__Task__
Identify each line in the records below that contains the word "fields", and copy it.

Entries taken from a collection
*****
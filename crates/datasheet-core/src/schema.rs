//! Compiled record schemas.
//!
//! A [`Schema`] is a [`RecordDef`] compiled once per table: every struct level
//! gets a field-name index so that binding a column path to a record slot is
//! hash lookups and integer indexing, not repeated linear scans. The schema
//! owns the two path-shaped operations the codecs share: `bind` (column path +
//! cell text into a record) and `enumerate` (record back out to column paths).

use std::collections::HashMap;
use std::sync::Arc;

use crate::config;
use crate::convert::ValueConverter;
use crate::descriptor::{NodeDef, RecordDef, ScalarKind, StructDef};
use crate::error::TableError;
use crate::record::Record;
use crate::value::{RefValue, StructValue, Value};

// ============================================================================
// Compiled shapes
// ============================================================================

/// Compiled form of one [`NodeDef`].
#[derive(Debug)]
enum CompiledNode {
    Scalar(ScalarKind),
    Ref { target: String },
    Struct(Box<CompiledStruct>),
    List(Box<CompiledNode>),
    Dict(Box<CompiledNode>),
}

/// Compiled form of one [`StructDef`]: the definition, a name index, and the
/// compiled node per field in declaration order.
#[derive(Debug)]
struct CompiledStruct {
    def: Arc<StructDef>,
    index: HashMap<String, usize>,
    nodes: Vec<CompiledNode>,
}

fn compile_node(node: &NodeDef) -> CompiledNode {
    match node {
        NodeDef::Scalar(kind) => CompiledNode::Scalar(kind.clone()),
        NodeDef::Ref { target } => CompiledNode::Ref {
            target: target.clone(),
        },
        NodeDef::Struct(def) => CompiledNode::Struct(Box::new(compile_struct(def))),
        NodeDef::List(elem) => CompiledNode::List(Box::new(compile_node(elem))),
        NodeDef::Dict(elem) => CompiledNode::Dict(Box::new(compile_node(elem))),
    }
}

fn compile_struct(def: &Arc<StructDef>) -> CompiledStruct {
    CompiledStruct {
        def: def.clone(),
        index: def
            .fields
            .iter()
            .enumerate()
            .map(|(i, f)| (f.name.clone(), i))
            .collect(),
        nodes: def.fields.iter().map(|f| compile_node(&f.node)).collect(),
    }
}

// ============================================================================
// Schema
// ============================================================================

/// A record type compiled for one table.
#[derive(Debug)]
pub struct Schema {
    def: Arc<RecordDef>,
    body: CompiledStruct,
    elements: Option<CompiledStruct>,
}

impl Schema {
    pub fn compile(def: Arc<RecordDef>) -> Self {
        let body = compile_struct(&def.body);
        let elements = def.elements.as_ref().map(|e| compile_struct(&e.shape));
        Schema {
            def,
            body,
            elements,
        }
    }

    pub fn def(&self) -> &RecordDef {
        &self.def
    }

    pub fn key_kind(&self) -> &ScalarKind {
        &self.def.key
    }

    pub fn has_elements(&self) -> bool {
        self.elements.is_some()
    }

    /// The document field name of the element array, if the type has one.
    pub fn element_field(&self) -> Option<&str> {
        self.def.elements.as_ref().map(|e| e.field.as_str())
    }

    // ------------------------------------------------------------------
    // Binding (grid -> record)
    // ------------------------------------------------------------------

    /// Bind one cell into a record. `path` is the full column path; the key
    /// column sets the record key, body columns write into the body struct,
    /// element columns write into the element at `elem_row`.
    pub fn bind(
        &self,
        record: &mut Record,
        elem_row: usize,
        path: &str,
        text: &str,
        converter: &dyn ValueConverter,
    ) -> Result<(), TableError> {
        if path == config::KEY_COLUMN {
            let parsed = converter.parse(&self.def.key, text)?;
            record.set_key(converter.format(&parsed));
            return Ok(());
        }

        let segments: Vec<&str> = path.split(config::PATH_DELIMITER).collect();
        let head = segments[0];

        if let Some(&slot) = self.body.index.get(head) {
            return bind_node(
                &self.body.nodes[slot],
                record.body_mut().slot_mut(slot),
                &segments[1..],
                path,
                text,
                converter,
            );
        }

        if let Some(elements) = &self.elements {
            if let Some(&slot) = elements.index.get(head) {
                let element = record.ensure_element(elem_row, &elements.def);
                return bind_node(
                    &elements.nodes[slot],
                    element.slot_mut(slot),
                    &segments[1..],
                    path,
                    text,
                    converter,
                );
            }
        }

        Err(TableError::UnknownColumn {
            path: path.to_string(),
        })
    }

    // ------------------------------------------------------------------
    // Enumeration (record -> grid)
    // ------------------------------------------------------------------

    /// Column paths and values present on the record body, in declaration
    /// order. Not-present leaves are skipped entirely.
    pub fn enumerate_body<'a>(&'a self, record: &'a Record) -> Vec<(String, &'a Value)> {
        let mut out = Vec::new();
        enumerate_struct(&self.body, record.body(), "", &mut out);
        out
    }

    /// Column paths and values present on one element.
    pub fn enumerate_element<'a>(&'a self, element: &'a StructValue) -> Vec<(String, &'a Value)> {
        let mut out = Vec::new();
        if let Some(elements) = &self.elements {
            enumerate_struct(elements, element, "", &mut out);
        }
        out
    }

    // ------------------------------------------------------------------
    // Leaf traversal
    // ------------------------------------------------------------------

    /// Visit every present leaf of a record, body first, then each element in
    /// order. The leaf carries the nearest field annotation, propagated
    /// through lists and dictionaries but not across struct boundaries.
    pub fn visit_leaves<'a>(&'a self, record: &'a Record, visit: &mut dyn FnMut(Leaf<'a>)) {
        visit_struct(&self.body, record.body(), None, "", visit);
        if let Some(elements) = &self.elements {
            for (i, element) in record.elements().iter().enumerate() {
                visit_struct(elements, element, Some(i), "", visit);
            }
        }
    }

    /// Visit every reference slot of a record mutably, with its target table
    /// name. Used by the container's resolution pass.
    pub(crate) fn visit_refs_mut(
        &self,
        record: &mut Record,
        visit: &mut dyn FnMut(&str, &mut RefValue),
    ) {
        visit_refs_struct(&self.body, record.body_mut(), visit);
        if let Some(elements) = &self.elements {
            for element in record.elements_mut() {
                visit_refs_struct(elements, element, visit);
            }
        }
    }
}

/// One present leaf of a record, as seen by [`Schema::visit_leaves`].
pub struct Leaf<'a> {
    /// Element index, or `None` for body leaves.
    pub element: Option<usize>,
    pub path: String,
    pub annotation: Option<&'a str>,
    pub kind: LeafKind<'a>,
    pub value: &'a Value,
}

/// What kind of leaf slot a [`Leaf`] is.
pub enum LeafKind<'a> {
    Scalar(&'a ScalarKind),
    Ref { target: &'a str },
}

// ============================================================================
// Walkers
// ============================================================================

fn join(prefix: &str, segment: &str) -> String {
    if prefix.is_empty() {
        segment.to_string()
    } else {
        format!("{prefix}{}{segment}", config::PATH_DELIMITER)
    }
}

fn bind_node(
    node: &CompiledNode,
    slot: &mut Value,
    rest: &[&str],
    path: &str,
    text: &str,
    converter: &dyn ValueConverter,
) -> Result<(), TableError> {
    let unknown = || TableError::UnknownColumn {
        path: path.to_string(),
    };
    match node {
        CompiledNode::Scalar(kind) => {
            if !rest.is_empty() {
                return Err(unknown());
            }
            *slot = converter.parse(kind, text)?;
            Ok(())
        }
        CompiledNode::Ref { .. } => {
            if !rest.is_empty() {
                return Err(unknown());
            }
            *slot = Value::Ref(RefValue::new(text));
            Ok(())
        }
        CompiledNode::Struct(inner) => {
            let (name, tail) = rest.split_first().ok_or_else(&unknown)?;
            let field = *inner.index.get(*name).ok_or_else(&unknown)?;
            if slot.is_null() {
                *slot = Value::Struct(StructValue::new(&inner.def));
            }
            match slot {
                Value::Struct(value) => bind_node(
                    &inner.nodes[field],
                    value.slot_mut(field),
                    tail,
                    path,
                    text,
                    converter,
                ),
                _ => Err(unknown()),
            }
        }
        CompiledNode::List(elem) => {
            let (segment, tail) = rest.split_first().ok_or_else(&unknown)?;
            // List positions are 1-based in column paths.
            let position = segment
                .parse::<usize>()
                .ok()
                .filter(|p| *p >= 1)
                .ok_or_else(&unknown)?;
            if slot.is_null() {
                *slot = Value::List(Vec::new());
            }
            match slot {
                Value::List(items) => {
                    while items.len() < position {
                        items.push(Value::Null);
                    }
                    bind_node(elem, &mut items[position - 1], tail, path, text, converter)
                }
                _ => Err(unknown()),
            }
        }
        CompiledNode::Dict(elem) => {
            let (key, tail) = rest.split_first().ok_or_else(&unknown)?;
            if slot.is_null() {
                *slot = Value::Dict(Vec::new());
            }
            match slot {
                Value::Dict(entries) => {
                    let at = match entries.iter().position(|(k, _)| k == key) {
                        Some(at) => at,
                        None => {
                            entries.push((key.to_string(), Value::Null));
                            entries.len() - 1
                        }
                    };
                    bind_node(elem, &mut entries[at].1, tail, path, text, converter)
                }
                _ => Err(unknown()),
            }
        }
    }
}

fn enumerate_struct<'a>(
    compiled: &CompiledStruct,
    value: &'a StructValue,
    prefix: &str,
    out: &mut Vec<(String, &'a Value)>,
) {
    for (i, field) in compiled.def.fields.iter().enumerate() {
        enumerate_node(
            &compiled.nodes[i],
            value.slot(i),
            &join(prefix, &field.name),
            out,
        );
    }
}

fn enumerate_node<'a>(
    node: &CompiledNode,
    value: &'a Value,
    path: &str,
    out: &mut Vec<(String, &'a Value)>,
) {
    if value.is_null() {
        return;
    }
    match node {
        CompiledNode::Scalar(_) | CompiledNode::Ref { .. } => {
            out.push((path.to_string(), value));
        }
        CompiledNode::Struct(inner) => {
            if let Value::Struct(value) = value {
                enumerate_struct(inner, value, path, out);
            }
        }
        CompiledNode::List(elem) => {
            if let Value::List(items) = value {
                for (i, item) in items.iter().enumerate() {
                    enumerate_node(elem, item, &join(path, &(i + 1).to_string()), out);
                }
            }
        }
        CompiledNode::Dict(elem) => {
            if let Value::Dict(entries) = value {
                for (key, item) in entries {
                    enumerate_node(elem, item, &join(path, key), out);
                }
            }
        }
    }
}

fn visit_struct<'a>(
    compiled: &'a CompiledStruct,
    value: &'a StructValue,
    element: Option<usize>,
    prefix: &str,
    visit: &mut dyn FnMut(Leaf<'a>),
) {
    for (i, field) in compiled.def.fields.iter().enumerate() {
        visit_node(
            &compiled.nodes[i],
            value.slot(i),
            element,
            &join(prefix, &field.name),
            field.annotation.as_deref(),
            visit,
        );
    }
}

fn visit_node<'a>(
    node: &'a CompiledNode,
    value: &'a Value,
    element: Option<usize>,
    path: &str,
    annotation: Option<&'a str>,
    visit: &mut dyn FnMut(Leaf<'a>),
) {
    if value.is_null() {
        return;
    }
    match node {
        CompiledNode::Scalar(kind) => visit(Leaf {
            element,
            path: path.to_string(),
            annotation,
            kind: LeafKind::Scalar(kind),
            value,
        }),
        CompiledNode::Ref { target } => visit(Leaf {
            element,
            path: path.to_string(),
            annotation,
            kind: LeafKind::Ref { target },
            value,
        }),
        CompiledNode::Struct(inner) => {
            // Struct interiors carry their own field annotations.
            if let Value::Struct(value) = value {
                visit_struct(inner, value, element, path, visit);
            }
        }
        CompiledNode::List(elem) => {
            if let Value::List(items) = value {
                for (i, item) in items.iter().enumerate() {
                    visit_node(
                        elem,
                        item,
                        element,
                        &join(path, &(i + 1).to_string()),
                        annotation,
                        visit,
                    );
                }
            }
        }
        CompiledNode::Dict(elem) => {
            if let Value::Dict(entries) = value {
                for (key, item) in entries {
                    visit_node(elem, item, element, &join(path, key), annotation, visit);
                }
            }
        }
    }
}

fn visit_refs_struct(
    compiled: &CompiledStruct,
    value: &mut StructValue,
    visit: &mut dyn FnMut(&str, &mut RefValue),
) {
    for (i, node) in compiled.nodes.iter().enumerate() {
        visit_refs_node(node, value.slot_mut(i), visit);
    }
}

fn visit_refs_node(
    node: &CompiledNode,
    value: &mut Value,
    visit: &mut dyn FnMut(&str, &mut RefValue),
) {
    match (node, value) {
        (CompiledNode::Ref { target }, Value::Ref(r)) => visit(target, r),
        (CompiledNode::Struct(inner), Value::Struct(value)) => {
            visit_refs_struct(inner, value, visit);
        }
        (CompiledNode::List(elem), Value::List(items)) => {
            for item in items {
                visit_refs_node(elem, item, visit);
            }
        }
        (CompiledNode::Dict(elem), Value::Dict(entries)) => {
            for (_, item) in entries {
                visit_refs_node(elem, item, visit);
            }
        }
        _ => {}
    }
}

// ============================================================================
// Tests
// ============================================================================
*****
__Result__
            .fields
        nodes: def.fields.iter().map(|f| compile_node(&f.node)).collect(),
    for (i, field) in compiled.def.fields.iter().enumerate() {
    for (i, field) in compiled.def.fields.iter().enumerate() {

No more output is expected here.